Elena (Dina de Marco) is married to Eduardo Ramos (Armando Calvo), whose housekeeper Sara (Isabela Corona) is Elena’s godmother. She’s also a witch, and in the opening scene she shows Elena a vision in a full-length mirror which warns that Eduardo has plans to kill his wife. Sara pleads with her master Satan to spare her godchild, but the Devil just shrugs and before you know it Elena has been poisoned. And Eduardo moves his girlfriend and intended second wife Deborah (Rosita Arenas) into the house. Deborah finds the house unsettling as everything seems to remind Eduardo of his dead wife. This problem is aggravated when Sara summons Elena’s spirit from the grave, and the unquiet ghost appears to Deborah in the big mirror.

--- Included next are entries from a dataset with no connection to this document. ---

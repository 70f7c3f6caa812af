//! Reference taxonomy storage and name matching.
//!
//! A [`TaxonomyIndex`](store::TaxonomyIndex) holds a taxonomy in memory and
//! implements the [`Classifier`](crate::matching::classifier::Classifier)
//! contract over it. An embedded sample taxonomy is compiled into the binary,
//! but larger taxonomies can be loaded from JSON or Darwin Core taxon files.
//!
//! ## Matching
//!
//! - **Exact**: normalized scientific name lookup
//! - **Canonical**: authorship, rank markers and qualifiers (`sp.`, `cf.`,
//!   `aff.`, `?`) removed
//! - **Fuzzy**: Latin epithet gender endings equated (`alba`/`albus`)
//! - **Higher order**: climbing to the genus or a supplied higher rank
//!
//! Names shared by several accepted taxa are disambiguated by the supplied
//! higher ranks, and by hints when the options allow.
//!
//! ## Example
//!
//! ```rust,no_run
//! use taxon_solver::TaxonomyIndex;
//! use taxon_solver::matching::classifier::{Classification, Classifier, MatchOptions};
//!
//! let index = TaxonomyIndex::load_embedded().unwrap();
//! let found = index
//!     .search(&Classification::named("Acacia dealbata", None), &MatchOptions::strict())
//!     .unwrap();
//! println!("{:?}", found.matched.map(|c| c.taxon_id));
//! ```
//!
//! ## Custom Taxonomies
//!
//! ```rust,no_run
//! use taxon_solver::TaxonomyIndex;
//! use std::path::Path;
//!
//! // Export to JSON
//! let taxonomy = TaxonomyIndex::load_embedded().unwrap();
//! let json = taxonomy.to_json().unwrap();
//!
//! // Load from a Darwin Core taxon file
//! let custom = TaxonomyIndex::load_from_file(Path::new("taxa.tsv")).unwrap();
//! ```

pub mod index;
pub mod names;
pub mod store;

Possessed hands seek revenge in Chano Urueta's The Witch's Mirror (1960)
Possessed hands seek revenge

Eduardo makes a fateful mistake when he throws a lamp at the mirror and the flaming oil sets Deborah on fire, horribly burning her face and hands. A doctor, he sets about trying to repair the damage, echoing the work of Dr. Génessier (Pierre Brasseur) in Georges Franju’s Eyes Without a Face, which had been released a couple of years earlier. Like Génessier’s daughter Christiane (Edith Scob), Deborah wanders around the house with her head wrapped in bandages between her husband’s attempts to replace her ruined skin with grafts from dead women. When he replaces her burned hands with fresh ones taken from a living victim, Elena takes possession of them and they seemingly act with a will of their own for a nod to Robert Florey’s The Beast with Five Fingers (1946). While Eduardo is ultimately punished for his crimes, the cost to the women he has victimized is terribly high.

Baron Vitelius d’Estera (Abel Salazar) returns after 300 years to get revenge in Chano Urueta's The Brainiac (1961)
Baron Vitelius d’Estera (Abel Salazar) returns after 300 years to get revenge in Chano Urueta’s The Brainiac (1961)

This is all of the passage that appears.